• Guidelines for Striving to Be a Trans Ally

    By Nina Holtz

    1 in 5 transgender people have experienced homelessness at some point in their lives. 1 in 8 have been evicted due to identifying as transgender. An estimate of 41% of trans people have attempted suicide in their lifetime. Trans folks of color are 6 times more likely to experience physical violence when interacting with the police than white, cisgender people. Twenty-two trans women of color were murdered in 2015. It is imperative for cisgender people to work alongside trans folks to combat transphobia in the United States. transally

    There’s a multitude of resources out there about working to become a better ally to trans folks. These are some guidelines are from MIT’s “Trans@MIT” publication.

    “Don’t assume you can tell if someone is transgender. Transgender and transsexual people don’t all look a certain way or come from the same background, and many may not appear “visibly trans.” Indeed, many trans people live most of their lives with very few people knowing their trans status.

    Don’t make assumptions about a trans person’s sexual orientation. Gender identity is different than sexual orientation. Sexual orientation is about who we’re attracted to. Gender identity is about how we know our own gender. Trans people can identify as gay, straight, bisexual, or asexual.

    Be careful about confidentiality, disclosure, and “outing.” Some trans people feel comfortable disclosing their trans status to others, and some do not. Knowing a trans person’s status is personal information and it is up to them to share it with others. Do not casually share this information, or “gossip” about a person you know or think is trans. Not only is this an invasion of privacy, it also can have negative consequences in a world that is very intolerant of gender difference—trans people can lose jobs, housing, friends, and sadly have even been killed upon revelation of their trans status.

    Understand the differences between “coming out” as lesbian, bisexual, or gay (LBG) and “coming out” as trans. Unlike “coming out” in a LBG context, where the act of disclosing one’s sexuality reveals a “truth” about that person’s sexual orientation, disclosing one’s trans status often has the opposite effect. That is, when a person “comes out” as trans, the listener often assumes the “truth” about the trans person is that they are somehow more fundamentally a member of their birth sex, rather than the gender/sex they have chosen to live in. In other words, sometimes “coming out” makes it more difficult for a trans person to be fully recognized as the sex/gender they are living in.

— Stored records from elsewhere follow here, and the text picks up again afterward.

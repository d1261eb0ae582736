use std::io;

use todo_server_lib::ServerConfig;

#[actix_web::main]
async fn main() -> io::Result<()> {
    todo_server_lib::init_tracing();

    let config = ServerConfig::from_env().map_err(|e| {
        tracing::error!(error = %e, "Bad configuration");
        io::Error::new(io::ErrorKind::InvalidInput, e)
    })?;

    todo_server_lib::run(config).await
}
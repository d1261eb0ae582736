//! Domain Layer
//!
//! Entities and core abstractions. No HTTP or SQL here.

mod entity;
mod todo;
mod user;

pub use entity::{DomainError, DomainResult, Entity};
pub use todo::{Todo, MAX_CONTENT_CHARS};
pub use user::User;
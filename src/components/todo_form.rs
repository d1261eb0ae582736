//! To-Do Form Component
//!
//! The submit handler: posts the input's text and appends the receipt as a row.

use leptos::prelude::*;
use leptos::task::spawn_local;
use wasm_bindgen::JsCast;

use crate::api;
use crate::store::{store_apply_receipt, use_todo_store};
use crate::submission::SubmitOutcome;

/// Form with the `content` input; rows go to the store
#[component]
pub fn TodoForm() -> impl IntoView {
    let store = use_todo_store();

    let (content, set_content) = signal(String::new());

    let submit = move |ev: web_sys::SubmitEvent| {
        ev.prevent_default();
        // No client-side guard: empty text is sent too
        let text = content.get_untracked();

        spawn_local(async move {
            match api::add_task(&text).await {
                Ok(receipt) => {
                    let outcome = store_apply_receipt(&store, receipt);
                    if outcome.clears_input() {
                        set_content.set(String::new());
                    }
                    match outcome {
                        SubmitOutcome::Appended(item) => {
                            web_sys::console::log_1(&format!("[TodoForm] Added item {}", item.id).into());
                        }
                        SubmitOutcome::AlreadyListed(item) => {
                            web_sys::console::log_1(&format!("[TodoForm] Item {} already listed", item.id).into());
                        }
                        SubmitOutcome::Ignored => {
                            web_sys::console::warn_1(&"[TodoForm] Server rejected the item".into());
                        }
                    }
                }
                Err(e) => {
                    web_sys::console::error_1(&format!("[TodoForm] Add failed: {}", e).into());
                }
            }
        });
    };

    view! {
        <form id="todo-form" class="todo-form" on:submit=submit>
            <input
                type="text"
                id="content"
                name="content"
                placeholder="Add new task..."
                prop:value=move || content.get()
                on:input=move |ev| {
                    if let Some(input) = ev.target().and_then(|t| t.dyn_into::<web_sys::HtmlInputElement>().ok()) {
                        set_content.set(input.value());
                    }
                }
            />
            <button type="submit">"Add Task"</button>
        </form>
    }
}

    Do not tolerate anti-trans remarks or humor in public spaces. Consider strategies to best confront anti-trans remarks or jokes in your classroom, lab, office, living group, or organization. Seek out other allies who will support you in this effort.

    If you don’t know what pronouns to use, ask. Be polite and respectful when you ask a person which pronoun they prefer. Then use that pronoun and encourage others to do so. Be patient with a person who is questioning their gender identity. A person who is questioning their gender identity might shift back and forth as they find out what identity and/or gender presentation is best for them. They might, for example, choose a new name or pronoun, and then decide at a later time to change the name or pronoun again. Do your best to be respectful and use the name and/or pronoun requested.

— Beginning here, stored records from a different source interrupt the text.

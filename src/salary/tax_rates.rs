use once_cell::sync::Lazy;
use std::collections::HashMap;
use strum::IntoEnumIterator;
use strum_macros::{Display, EnumIter};
use thiserror::Error;

/// Countries with a built-in TDS rate.
#[derive(Debug, Copy, Clone, Eq, PartialEq, Display, EnumIter)]
pub enum Country {
    #[strum(serialize = "India")]
    India,
    #[strum(serialize = "United States")]
    UnitedStates,
}

impl Country {
    pub fn default_tds_rate(self) -> f64 {
        match self {
            Country::India => 0.10,
            Country::UnitedStates => 0.12,
        }
    }
}

static DEFAULT_TDS_RATES: Lazy<TaxRateTable> = Lazy::new(|| TaxRateTable {
    rates: Country::iter()
        .map(|c| (c.to_string(), c.default_tds_rate()))
        .collect(),
});

#[derive(Debug, Error, PartialEq)]
pub enum TaxRateParseError {
    #[error("entry `{0}` must look like `Country=rate`")]
    MalformedEntry(String),
    #[error("entry `{0}` has an empty country name")]
    EmptyCountry(String),
    #[error("rate for `{country}` must be a number in [0, 1), got `{raw}`")]
    InvalidRate { country: String, raw: String },
}

/// Immutable country -> deduction rate mapping, injected at startup.
#[derive(Debug, Clone, PartialEq)]
pub struct TaxRateTable {
    rates: HashMap<String, f64>,
}

impl Default for TaxRateTable {
    fn default() -> Self {
        DEFAULT_TDS_RATES.clone()
    }
}

impl TaxRateTable {
    /// Exact, case-sensitive lookup. Unlisted countries pay nothing.
    pub fn rate_for(&self, country: &str) -> f64 {
        self.rates.get(country).copied().unwrap_or(0.0)
    }

    pub fn country_count(&self) -> usize {
        self.rates.len()
    }

    /// Parse `India=0.10;United States=0.12` (the `TDS_RATES` format).
    pub fn parse(raw: &str) -> Result<Self, TaxRateParseError> {
        let mut rates = HashMap::new();

        for entry in raw.split(';').map(str::trim).filter(|e| !e.is_empty()) {
            let (country, rate) = entry
                .rsplit_once('=')
                .ok_or_else(|| TaxRateParseError::MalformedEntry(entry.to_string()))?;

            let country = country.trim();
            if country.is_empty() {
                return Err(TaxRateParseError::EmptyCountry(entry.to_string()));
            }

            let rate = rate
                .trim()
                .parse::<f64>()
                .ok()
                .filter(|r| (0.0..1.0).contains(r))
                .ok_or_else(|| TaxRateParseError::InvalidRate {
                    country: country.to_string(),
                    raw: rate.trim().to_string(),
                })?;

            rates.insert(country.to_string(), rate);
        }

        Ok(Self { rates })
    }
}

    Don’t try to tell a person what “category” or “identity” they fit into. Do not apply labels or identities to a person that they have not chosen for themselves. If a person is not sure of which identity or path fits them best, give them the time and space to decide for themselves.

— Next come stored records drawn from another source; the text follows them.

/// Delete Employee
#[utoipa::path(
    delete,
    path = "/api/employees/{employee_id}",
    params(
        ("employee_id" = u64, Path, description = "Employee ID")
    ),
    responses(
        (status = 204, description = "Successfully deleted"),
        (status = 404, description = "Employee not found", body = ErrorBody),
        (status = 500, description = "Internal server error", body = ErrorBody)
    ),
    tag = "Employee"
)]
pub async fn delete_employee(
    service: web::Data<EmployeeService>,
    path: web::Path<u64>,
) -> Result<HttpResponse, ApiError> {
    let employee_id = path.into_inner();

    if !service.delete(employee_id).await? {
        return Err(ApiError::not_found(EMPLOYEE_NOT_FOUND));
    }

    Ok(HttpResponse::NoContent().finish())
}

#[cfg(test)]
mod tests {
    use super::*;
    use crate::api::test_support::{create_request, test_app};
    use actix_web::{http::StatusCode, test as actix_test};
    use serde_json::json;

    fn validation_message(result: Result<impl std::fmt::Debug, ApiError>) -> String {
        match result {
            Err(ApiError::Validation(msg)) => msg,
            other => panic!("expected validation error, got {other:?}"),
        }
    }

    #[test]
    fn create_requires_every_field() {
        let body = json!({ "full_name": "John Doe", "job_title": "Engineer", "country": "India" });
        assert_eq!(validation_message(parse_new_employee(Some(&body))), MISSING_FIELDS);
        assert_eq!(validation_message(parse_new_employee(None)), MISSING_FIELDS);
        assert_eq!(
            validation_message(parse_new_employee(Some(&json!([1, 2])))),
            MISSING_FIELDS
        );
    }

    #[test]
    fn create_rejects_bad_salary() {
        for salary in [json!(-1), json!("100000"), json!(null), json!(true)] {
            let body = json!({
                "full_name": "John Doe",
                "job_title": "Engineer",
                "country": "India",
                "salary": salary
            });
            assert_eq!(validation_message(parse_new_employee(Some(&body))), INVALID_SALARY);
        }
    }

    #[test]
    fn create_rejects_blank_or_non_text_fields() {
        let body = json!({ "full_name": "  ", "job_title": "Engineer", "country": "India", "salary": 1 });
        assert_eq!(
            validation_message(parse_new_employee(Some(&body))),
            "invalid full_name"
        );

        let body = json!({ "full_name": "John", "job_title": "Engineer", "country": 7, "salary": 1 });
        assert_eq!(validation_message(parse_new_employee(Some(&body))), "invalid country");
    }

    #[test]
    fn create_accepts_zero_salary() {
        let body = json!({ "full_name": "John", "job_title": "Volunteer", "country": "India", "salary": 0 });
        let new = parse_new_employee(Some(&body)).unwrap();
        assert_eq!(new.salary, 0.0);
    }

    #[test]
    fn update_picks_only_known_fields() {
        let body = json!({ "salary": 85000, "id": 99, "nickname": "chuck" });
        let changes = parse_employee_changes(Some(&body)).unwrap();
        assert_eq!(
            changes,
            EmployeeChanges {
                salary: Some(85_000.0),
                ..Default::default()
            }
        );
    }

    #[test]
    fn update_needs_data() {
        assert_eq!(validation_message(parse_employee_changes(None)), NO_DATA);
        assert_eq!(validation_message(parse_employee_changes(Some(&json!({})))), NO_DATA);
    }

    #[test]
    fn update_rejects_blank_text_fields() {
        for (field, value) in [("full_name", json!("")), ("job_title", json!("   ")), ("country", json!(3))] {
            let body = Value::Object(Map::from_iter([(field.to_string(), value)]));
            assert_eq!(
                validation_message(parse_employee_changes(Some(&body))),
                format!("invalid {field}")
            );
        }
    }

    #[test]
    fn update_rejects_bad_salary() {
        let body = json!({ "salary": -5 });
        assert_eq!(validation_message(parse_employee_changes(Some(&body))), INVALID_SALARY);
    }

    #[actix_web::test]
    async fn create_then_get_returns_same_record() {
        let app = test_app!();

        let req = create_request("John Doe", "Software Engineer", "India", 100_000.0).to_request();
        let resp = actix_test::call_service(&app, req).await;
        assert_eq!(resp.status(), StatusCode::CREATED);
        let created: Employee = actix_test::read_body_json(resp).await;
        assert_eq!(created.full_name, "John Doe");
        assert_eq!(created.job_title, "Software Engineer");
        assert_eq!(created.country, "India");
        assert_eq!(created.salary, 100_000.0);

        let req = actix_test::TestRequest::get()
            .uri(&format!("/api/employees/{}", created.id))
            .to_request();
        let resp = actix_test::call_service(&app, req).await;
        assert_eq!(resp.status(), StatusCode::OK);
        let fetched: Employee = actix_test::read_body_json(resp).await;
        assert_eq!(fetched, created);
    }

    #[actix_web::test]
    async fn create_with_missing_fields_is_rejected() {
        let app = test_app!();

        let req = actix_test::TestRequest::post()
            .uri("/api/employees")
            .set_json(json!({ "full_name": "John Doe" }))
            .to_request();
        let resp = actix_test::call_service(&app, req).await;
        assert_eq!(resp.status(), StatusCode::BAD_REQUEST);
        let body: Value = actix_test::read_body_json(resp).await;
        assert_eq!(body, json!({ "error": MISSING_FIELDS }));

        let req = actix_test::TestRequest::post().uri("/api/employees").to_request();
        let resp = actix_test::call_service(&app, req).await;
        assert_eq!(resp.status(), StatusCode::BAD_REQUEST);
    }

    #[actix_web::test]
    async fn create_with_negative_salary_changes_nothing() {
        let app = test_app!();

        let req = create_request("John Doe", "Engineer", "India", -1.0).to_request();
        let resp = actix_test::call_service(&app, req).await;
        assert_eq!(resp.status(), StatusCode::BAD_REQUEST);
        let body: Value = actix_test::read_body_json(resp).await;
        assert_eq!(body, json!({ "error": INVALID_SALARY }));

        let req = actix_test::TestRequest::get().uri("/api/employees").to_request();
        let all: Vec<Employee> = actix_test::call_and_read_body_json(&app, req).await;
        assert!(all.is_empty());
    }

    #[actix_web::test]
    async fn list_returns_employees_in_creation_order() {
        let app = test_app!();

        let req = actix_test::TestRequest::get().uri("/api/employees").to_request();
        let all: Vec<Employee> = actix_test::call_and_read_body_json(&app, req).await;
        assert!(all.is_empty());

        for (name, title, country, salary) in [
            ("Alice Johnson", "Designer", "Canada", 90_000.0),
            ("Bob Williams", "Developer", "India", 80_000.0),
        ] {
            let req = create_request(name, title, country, salary).to_request();
            assert_eq!(actix_test::call_service(&app, req).await.status(), StatusCode::CREATED);
        }

        let req = actix_test::TestRequest::get().uri("/api/employees").to_request();
        let all: Vec<Employee> = actix_test::call_and_read_body_json(&app, req).await;
        assert_eq!(all.len(), 2);
        assert_eq!(all[0].full_name, "Alice Johnson");
        assert_eq!(all[1].full_name, "Bob Williams");
    }

    #[actix_web::test]
    async fn update_changes_only_supplied_fields() {
        let app = test_app!();

        let req = create_request("Charlie Brown", "Analyst", "United States", 75_000.0).to_request();
        let created: Employee = actix_test::call_and_read_body_json(&app, req).await;

        let req = actix_test::TestRequest::put()
            .uri(&format!("/api/employees/{}", created.id))
            .set_json(json!({ "job_title": "Senior Analyst", "salary": 85000 }))
            .to_request();
        let resp = actix_test::call_service(&app, req).await;
        assert_eq!(resp.status(), StatusCode::OK);
        let updated: Employee = actix_test::read_body_json(resp).await;

        assert_eq!(updated.id, created.id);
        assert_eq!(updated.full_name, "Charlie Brown");
        assert_eq!(updated.job_title, "Senior Analyst");
        assert_eq!(updated.country, "United States");
        assert_eq!(updated.salary, 85_000.0);

        let req = actix_test::TestRequest::get()
            .uri(&format!("/api/employees/{}", created.id))
            .to_request();
        let fetched: Employee = actix_test::call_and_read_body_json(&app, req).await;
        assert_eq!(fetched, updated);
    }

    #[actix_web::test]
    async fn update_with_invalid_salary_keeps_record() {
        let app = test_app!();

        let req = create_request("Charlie Brown", "Analyst", "United States", 75_000.0).to_request();
        let created: Employee = actix_test::call_and_read_body_json(&app, req).await;

        for body in [json!({ "salary": -10, "job_title": "CEO" }), json!({ "salary": "lots" })] {
            let req = actix_test::TestRequest::put()
                .uri(&format!("/api/employees/{}", created.id))
                .set_json(body)
                .to_request();
            let resp = actix_test::call_service(&app, req).await;
            assert_eq!(resp.status(), StatusCode::BAD_REQUEST);
        }

        let req = actix_test::TestRequest::put()
            .uri(&format!("/api/employees/{}", created.id))
            .set_json(json!({}))
            .to_request();
        let resp = actix_test::call_service(&app, req).await;
        assert_eq!(resp.status(), StatusCode::BAD_REQUEST);
        let body: Value = actix_test::read_body_json(resp).await;
        assert_eq!(body, json!({ "error": NO_DATA }));

        let req = actix_test::TestRequest::get()
            .uri(&format!("/api/employees/{}", created.id))
            .to_request();
        let fetched: Employee = actix_test::call_and_read_body_json(&app, req).await;
        assert_eq!(fetched, created);
    }

    #[actix_web::test]
    async fn update_with_blank_name_keeps_record() {
        let app = test_app!();

        let req = create_request("Raj Kumar", "Developer", "India", 80_000.0).to_request();
        let created: Employee = actix_test::call_and_read_body_json(&app, req).await;

        let req = actix_test::TestRequest::put()
            .uri(&format!("/api/employees/{}", created.id))
            .set_json(json!({ "full_name": "" }))
            .to_request();
        let resp = actix_test::call_service(&app, req).await;
        assert_eq!(resp.status(), StatusCode::BAD_REQUEST);
        let body: Value = actix_test::read_body_json(resp).await;
        assert_eq!(body, json!({ "error": "invalid full_name" }));

        let req = actix_test::TestRequest::get()
            .uri(&format!("/api/employees/{}", created.id))
            .to_request();
        let fetched: Employee = actix_test::call_and_read_body_json(&app, req).await;
        assert_eq!(fetched, created);
    }

    #[actix_web::test]
    async fn update_unknown_employee_is_not_found() {
        let app = test_app!();

        let req = actix_test::TestRequest::put()
            .uri("/api/employees/999")
            .set_json(json!({ "salary": 1000 }))
            .to_request();
        let resp = actix_test::call_service(&app, req).await;
        assert_eq!(resp.status(), StatusCode::NOT_FOUND);
        let body: Value = actix_test::read_body_json(resp).await;
        assert_eq!(body, json!({ "error": EMPLOYEE_NOT_FOUND }));
    }

    #[actix_web::test]
    async fn delete_then_get_is_not_found() {
        let app = test_app!();

        let req = create_request("David Lee", "Manager", "India", 110_000.0).to_request();
        let created: Employee = actix_test::call_and_read_body_json(&app, req).await;
        let uri = format!("/api/employees/{}", created.id);

        let resp = actix_test::call_service(&app, actix_test::TestRequest::delete().uri(&uri).to_request()).await;
        assert_eq!(resp.status(), StatusCode::NO_CONTENT);
        assert!(actix_test::read_body(resp).await.is_empty());

        let resp = actix_test::call_service(&app, actix_test::TestRequest::get().uri(&uri).to_request()).await;
        assert_eq!(resp.status(), StatusCode::NOT_FOUND);

        let resp = actix_test::call_service(&app, actix_test::TestRequest::delete().uri(&uri).to_request()).await;
        assert_eq!(resp.status(), StatusCode::NOT_FOUND);
    }

    #[actix_web::test]
    async fn non_numeric_id_does_not_match() {
        let app = test_app!();

        let req = actix_test::TestRequest::get().uri("/api/employees/abc").to_request();
        let resp = actix_test::call_service(&app, req).await;
        assert_eq!(resp.status(), StatusCode::NOT_FOUND);
    }
}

    Don’t assume what path a trans person is on regarding surgery or hormones, and don’t privilege one path over another. Affirm the many ways all of us can and do transcend gender boundaries, including the choices some of us make to use medical technology to change our bodies. Some trans people wish to be recognized as their gender of choice without surgery or hormones; some need support and advocacy to get respectful medical care, hormones, and/or surgery.

    Don’t ask a trans person what their “real name” is. For some trans people, being associated with their birth name is a tremendous source of anxiety, or it is simply a part of their life they wish to leave behind. Respect the name a trans person is currently using.

    Don’t ask about a trans person’s genitals or surgical status. Think about it—it wouldn’t be considered appropriate to ask a non-trans person about the appearance or status of their genitalia, so it isn’t appropriate to ask a trans person that question either. Likewise, don’t ask if a trans person has had “the surgery.” If a trans person wants to talk to you about such matters, let them bring it up.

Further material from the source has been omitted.